Available data section start
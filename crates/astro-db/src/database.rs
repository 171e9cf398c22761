use astro_core::AppError;
use sqlx::PgPool;
use sqlx::postgres::PgPoolOptions;

use crate::astronomer_repository::AstronomerRepository;
use crate::body_repository::CelestialBodyRepository;
use crate::config::DatabaseConfig;
use crate::observation_repository::ObservationRepository;
use crate::user_repository::UserRepository;

/// Owns the connection pool, runs migrations and vends repositories.
#[derive(Clone)]
pub struct Database {
    pool: PgPool,
}

impl Database {
    pub async fn connect(config: &DatabaseConfig) -> Result<Self, AppError> {
        let pool = PgPoolOptions::new()
            .max_connections(config.max_connections)
            .connect(&config.url)
            .await
            .map_err(|e| AppError::DatabaseError(format!("Failed to connect: {e}")))?;

        Ok(Self { pool })
    }

    /// Wrap an existing pool (tests hand in the container's pool).
    pub fn from_pool(pool: PgPool) -> Self {
        Self { pool }
    }

    /// Apply every pending migration from `migrations/`.
    pub async fn migrate(&self) -> Result<(), AppError> {
        sqlx::migrate!("../../migrations")
            .run(&self.pool)
            .await
            .map_err(|e| AppError::DatabaseError(format!("Migration failed: {e}")))?;
        Ok(())
    }

    /// Round-trips a trivial query; used by the health endpoint.
    pub async fn health_check(&self) -> Result<(), AppError> {
        sqlx::query("SELECT 1")
            .execute(&self.pool)
            .await
            .map_err(|e| AppError::DatabaseError(format!("Health check failed: {e}")))?;
        Ok(())
    }

    pub fn body_repo(&self) -> CelestialBodyRepository {
        CelestialBodyRepository::new(self.pool.clone())
    }

    pub fn astronomer_repo(&self) -> AstronomerRepository {
        AstronomerRepository::new(self.pool.clone())
    }

    pub fn observation_repo(&self) -> ObservationRepository {
        ObservationRepository::new(self.pool.clone())
    }

    pub fn user_repo(&self) -> UserRepository {
        UserRepository::new(self.pool.clone())
    }

    pub fn pool(&self) -> &PgPool {
        &self.pool
    }
}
Available data section end
- **Your goal**
The lines to copy are those above that contain the string "Result".

- **Solved problem**
    pub async fn connect(config: &DatabaseConfig) -> Result<Self, AppError> {
    pub async fn migrate(&self) -> Result<(), AppError> {
    pub async fn health_check(&self) -> Result<(), AppError> {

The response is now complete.